My admittadly meager understanding of the 5.56 bullets terminal ballistics is that it is dependent upon sheer, godawful speed in order to fragment in tissue; and thus accomplish something ballistaclly more noteworthy than a .22 long rifle. I believe that the short range wounding capabilities of the M-193 came as something of a surprise in Viet Nam until somebody figured out that the bullet was going so damned fast that it would turn and then fragment at the crimping goove upon entering tissue.

Thus my failure to come to grips with the current trends towards shorter and shorter barrels and heavier and heavier bullets. At this rate, we are pretty soon going to see barrel/bullet combinations that that yield muzzle velocities which are below fragmentation velocities. Thus equipped, it seems to me that one would be well advised to afix the bayonet and leave the ammo at home to save weight.

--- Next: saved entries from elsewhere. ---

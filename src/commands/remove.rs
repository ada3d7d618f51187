use crate::output::UserOutput;
use dbdock::Orchestrator;

pub async fn run_remove(
    orchestrator: &mut Orchestrator,
    name: &str,
    out: &dyn UserOutput,
) -> anyhow::Result<()> {
    let record = orchestrator.remove(name).await?;
    out.success(&format!("Removed '{}' ({})", record.name, record.engine));
    if record.port != 0 {
        out.status(&format!("  freed port {}", record.port));
    }
    Ok(())
}
use crate::output::UserOutput;
use dbdock::{CreateOptions, Error, Orchestrator};
use std::collections::BTreeMap;
use std::path::PathBuf;

pub async fn run_create(
    orchestrator: &mut Orchestrator,
    name: &str,
    engine: &str,
    port: Option<u16>,
    env: Vec<String>,
    env_file: Option<PathBuf>,
    out: &dyn UserOutput,
) -> anyhow::Result<()> {
    let mut env_overrides = BTreeMap::new();
    for pair in env {
        let Some((key, value)) = pair.split_once('=') else {
            return Err(Error::Validation {
                what: "environment override",
                reason: format!("'{}' is not KEY=VALUE", pair),
            }
            .into());
        };
        env_overrides.insert(key.to_string(), value.to_string());
    }

    let options = CreateOptions {
        preferred_port: port,
        env_overrides,
        env_file,
    };

    let record = orchestrator.create(name, engine, options).await?;

    out.success(&format!("Created '{}' ({})", record.name, record.engine));
    if record.port != 0 {
        out.status(&format!("  port: {}", record.port));
    }
    out.status(&format!("  data: {}", record.volume.display()));
    out.status(&format!("  url:  {}", record.uri));
    out.status(&format!(
        "\nStart it with: dbdock start {}",
        record.name
    ));

    Ok(())
}
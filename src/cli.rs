use clap::{Parser, Subcommand};
use dbdock::PortRange;
use std::path::PathBuf;

#[derive(Parser)]
#[command(name = "dbdock")]
#[command(about = "Provision and supervise named local database containers")]
#[command(version)]
pub struct Cli {
    /// State directory (defaults to ~/.dbdock)
    #[arg(long, global = true)]
    pub data_dir: Option<PathBuf>,

    /// Port range scanned for automatic allocation
    #[arg(long, global = true, default_value = "5000-5999", value_name = "START-END")]
    pub port_range: PortRange,

    #[command(subcommand)]
    pub command: Commands,
}

#[derive(Subcommand)]
pub enum Commands {
    /// Create a new database instance
    Create {
        /// Instance name (lowercase alphanumeric, '-' and '_')
        name: String,

        /// Engine id (postgresql, mysql, mariadb, redis, mongodb, sqlite)
        engine: String,

        /// Preferred host port (scanned range is used when omitted or taken)
        #[arg(short, long)]
        port: Option<u16>,

        /// Environment override, repeatable
        #[arg(short, long, value_name = "KEY=VALUE")]
        env: Vec<String>,

        /// .env file merged between engine defaults and --env overrides
        #[arg(long, value_name = "PATH")]
        env_file: Option<PathBuf>,
    },
    /// Remove an instance, its port allocation and its data volume
    #[command(alias = "rm")]
    Remove {
        /// Instance name
        name: String,
    },
    /// Start an instance (all instances when no name is given)
    Start {
        /// Instance name
        name: Option<String>,
    },
    /// Stop an instance (all instances when no name is given)
    Stop {
        /// Instance name
        name: Option<String>,
    },
    /// List registered instances
    #[command(alias = "ls")]
    List {
        /// Only show instances with this status (stopped, running, error)
        #[arg(long)]
        status: Option<String>,

        /// Output as JSON
        #[arg(long)]
        json: bool,
    },
    /// Write connection URIs into an env file
    Env {
        /// Target file
        #[arg(short, long, default_value = ".env")]
        file: PathBuf,
    },
}
//! Environment-file projection.
//!
//! Writes one `{NAME}_DB_URL=<uri>` line per instance into a target file for
//! application consumption. Only line-oriented `KEY=VALUE` detection is
//! performed; unrelated lines (comments, exports, blank lines, other
//! variables) are preserved verbatim. Managed keys are de-duplicated.

use crate::error::{Error, Result};
use crate::store::RegistryMap;
use std::collections::{BTreeMap, BTreeSet};
use std::fs;
use std::path::Path;

/// The projected variable name for an instance: uppercased, `-` → `_`,
/// suffixed `_DB_URL`.
pub fn var_name(instance_name: &str) -> String {
    format!(
        "{}_DB_URL",
        instance_name.to_ascii_uppercase().replace('-', "_")
    )
}

/// Project connection URIs into `path`, returning the number of variables
/// written. The file is created when missing.
pub fn project(instances: &RegistryMap, path: &Path) -> Result<usize> {
    let desired: BTreeMap<String, String> = instances
        .values()
        .map(|inst| (var_name(&inst.name), inst.uri.clone()))
        .collect();

    let existing = match fs::read_to_string(path) {
        Ok(contents) => contents,
        Err(e) if e.kind() == std::io::ErrorKind::NotFound => String::new(),
        Err(e) => {
            return Err(Error::Persistence {
                action: "read",
                path: path.to_path_buf(),
                source: e,
            })
        }
    };

    let mut emitted: BTreeSet<&str> = BTreeSet::new();
    let mut lines: Vec<String> = Vec::new();

    for line in existing.lines() {
        let managed = line
            .split_once('=')
            .and_then(|(key, _)| desired.get_key_value(key.trim()));
        match managed {
            Some((key, value)) => {
                // First occurrence is rewritten in place; duplicates drop.
                if emitted.insert(key) {
                    lines.push(format!("{}={}", key, value));
                }
            }
            None => lines.push(line.to_string()),
        }
    }

    for (key, value) in &desired {
        if !emitted.contains(key.as_str()) {
            lines.push(format!("{}={}", key, value));
        }
    }

    let mut contents = lines.join("\n");
    if !contents.is_empty() {
        contents.push('\n');
    }

    fs::write(path, contents).map_err(|e| Error::Persistence {
        action: "write",
        path: path.to_path_buf(),
        source: e,
    })?;

    Ok(desired.len())
}

/// Validate an environment variable name (POSIX rules: leading letter or
/// underscore, then alphanumerics and underscores).
pub fn validate_env_name(name: &str) -> Result<()> {
    if name.is_empty() {
        return Err(Error::Validation {
            what: "environment variable name",
            reason: "name cannot be empty".to_string(),
        });
    }

    let first = name.chars().next().unwrap();
    if !first.is_ascii_alphabetic() && first != '_' {
        return Err(Error::Validation {
            what: "environment variable name",
            reason: format!("'{}' must start with a letter or underscore", name),
        });
    }

    if let Some(bad) = name.chars().find(|c| !c.is_ascii_alphanumeric() && *c != '_') {
        return Err(Error::Validation {
            what: "environment variable name",
            reason: format!("'{}' contains invalid character '{}'", name, bad),
        });
    }

    Ok(())
}

#[cfg(test)]
mod tests {
    use super::*;
    use crate::instance::{Instance, Status};
    use chrono::Utc;
    use std::path::PathBuf;
    use tempfile::TempDir;

    fn registry_with(pairs: &[(&str, &str)]) -> RegistryMap {
        let mut registry = RegistryMap::new();
        for (name, uri) in pairs {
            registry.insert(
                name.to_string(),
                Instance {
                    name: name.to_string(),
                    engine: "redis".to_string(),
                    port: 5001,
                    volume: PathBuf::from("/tmp"),
                    environment: Default::default(),
                    status: Status::Stopped,
                    created_at: Utc::now(),
                    uri: uri.to_string(),
                },
            );
        }
        registry
    }

    #[test]
    fn test_var_name_mapping() {
        assert_eq!(var_name("cache"), "CACHE_DB_URL");
        assert_eq!(var_name("my-app"), "MY_APP_DB_URL");
        assert_eq!(var_name("db_2"), "DB_2_DB_URL");
    }

    #[test]
    fn test_creates_missing_file() {
        let dir = TempDir::new().unwrap();
        let path = dir.path().join(".env");
        let registry = registry_with(&[("cache", "redis://:pw@localhost:5001")]);

        let written = project(&registry, &path).unwrap();
        assert_eq!(written, 1);
        assert_eq!(
            fs::read_to_string(&path).unwrap(),
            "CACHE_DB_URL=redis://:pw@localhost:5001\n"
        );
    }

    #[test]
    fn test_preserves_unrelated_lines_verbatim() {
        let dir = TempDir::new().unwrap();
        let path = dir.path().join(".env");
        fs::write(
            &path,
            "# app settings\nAPI_KEY=abc123\n\nexport WEIRD LINE\nCACHE_DB_URL=old-value\n",
        )
        .unwrap();

        let registry = registry_with(&[("cache", "redis://:pw@localhost:5001")]);
        project(&registry, &path).unwrap();

        let contents = fs::read_to_string(&path).unwrap();
        assert_eq!(
            contents,
            "# app settings\nAPI_KEY=abc123\n\nexport WEIRD LINE\nCACHE_DB_URL=redis://:pw@localhost:5001\n"
        );
    }

    #[test]
    fn test_deduplicates_managed_key() {
        let dir = TempDir::new().unwrap();
        let path = dir.path().join(".env");
        fs::write(&path, "CACHE_DB_URL=one\nOTHER=x\nCACHE_DB_URL=two\n").unwrap();

        let registry = registry_with(&[("cache", "redis://:pw@localhost:5001")]);
        project(&registry, &path).unwrap();

        let contents = fs::read_to_string(&path).unwrap();
        assert_eq!(
            contents.matches("CACHE_DB_URL").count(),
            1,
            "contents: {}",
            contents
        );
        assert!(contents.contains("OTHER=x"));
    }

    #[test]
    fn test_appends_new_variables() {
        let dir = TempDir::new().unwrap();
        let path = dir.path().join(".env");
        fs::write(&path, "EXISTING=1\n").unwrap();

        let registry = registry_with(&[
            ("cache", "redis://:pw@localhost:5001"),
            ("app", "postgresql://u:p@localhost:5000/app"),
        ]);
        project(&registry, &path).unwrap();

        let contents = fs::read_to_string(&path).unwrap();
        assert!(contents.starts_with("EXISTING=1\n"));
        assert!(contents.contains("APP_DB_URL=postgresql://u:p@localhost:5000/app\n"));
        assert!(contents.contains("CACHE_DB_URL=redis://:pw@localhost:5001\n"));
    }

    #[test]
    fn test_validate_env_name() {
        assert!(validate_env_name("POSTGRES_PASSWORD").is_ok());
        assert!(validate_env_name("_private").is_ok());
        assert!(validate_env_name("").is_err());
        assert!(validate_env_name("1BAD").is_err());
        assert!(validate_env_name("BAD-NAME").is_err());
    }
}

Yes, I do know that Dr. Fackler's experiments showed that many of the heavier bullets will adequately perform when delivered to the target at the appropriate velocities. The question is: just exactly how does one generate that velocity with a 100 gr. bullet being driven down a 9" barrel without blowing the gun up in one's face?

What am I missing?

I patiently await to endure your flames.

SD
Link Posted: 12/20/2003 2:04:28 PM EDT
No flames from me, I think you're right on target!
Link Posted: 12/20/2003 2:11:10 PM EDT
I think the two resident ammo gurus did some testing on 100 grain OTM rounds, and posted their findings on this board. If memory serves, the 100 grain OTM had a much lower fragmentation threshold than 55 grain M193 ball. Makes sense to me, considering how long a 100 grain .223 would have to be; that's an awful lot of surface area for outside forces to act upon.
Link Posted: 12/20/2003 2:59:42 PM EDT
Well, to a point, you are correct. Short barrels severely hurt the 5.56's performance. However, you also need to consider that heavier (longer) bullets fragment at much lower velocities AND retain their velocity for a longer distance than lighter bullets. The 75/77gr loads will fragment down to about 2100fps. The 100gr is essentially dead.
Link Posted: 12/20/2003 4:04:14 PM EDT
Link Posted: 12/21/2003 12:26:09 AM EDT
What I don't understand about Fackler's article is this: it always mention a projectile entering a solid muscle mass such as the tigh. What will happen, then, if the 5.56mm projectile penetrated a less substantial organ such as the lung? Will the projectile still fragment?
Link Posted: 12/21/2003 3:30:44 AM EDT
To my understanding the bullet will still fragment but deeper in the tissue. Say instead of fragmenting at 3" it will do it at 5". This will give you more penetration though.
Link Posted: 12/21/2003 6:03:08 AM EDT
The wounding effects of M193 Ball were well known in Vietnam, but it wasn't until ~1988, long after the War that any one had a clue what caused these wounds. We thought (and taught) that the bullet "tumbling" in the target is what caused the damage. There was no inkling of the fragmentation and shredding of the temporary cavity. This was discovered by scientific testing into calibrated 10% ballistic gelatin which is well documented to mirror the [i]average[/i] construction of the human body. Key word is average. The average M193 Ball wound in the human body will look exactly like the wound in the ballistic gelatin. Individual wounds can be better or worse. What we get is [i]wounding potential[/i] not assurred wounding. The minimum velocity for M193 Ball to reliabily fragment is ~2700 fps; below ~2500 fps the bullet is unlikely to fragment. New bullets are being designed to fragment at lower velocities which, depending on their muzzle velocities, may result in reliable fragmentation effect at longer shooting distances. This is the first attempt to create a bullet based on scientific wounding criteria. There was no intent to create these wounds when either the AR15/M16 rifle was designed, nor when 5.56mm M103 Ball was designed. It's pure accident. The cause wasn't known for a good 25 years after the rifle and cartridge were releases. Using the since discredited "kenetic energy" standard they Army thought that sixty (60) lb-ft2 was what was necessary to cause a "disabling wound" and M193 Ball is way above that criteria. -- Chuck
Link Posted: 12/21/2003 6:58:48 AM EDT
Knowledge is really cool shit. Thanks, guys. The real good news in all this is that we seem to have gotten by the Hague Convention silliness (which we never even signed on to) and are getting on with the business of designing military bullets to meet their clear and obvious purpose: to do as much damage to the enemy as possible. Brouhaha: Can you point out to me the exact thread in AO that addresses these lower fragmentation velocities so that I can study on this a little more? Thanks, all. SD
Link Posted: 12/21/2003 7:17:36 AM EDT
The 100gr is essentially dead.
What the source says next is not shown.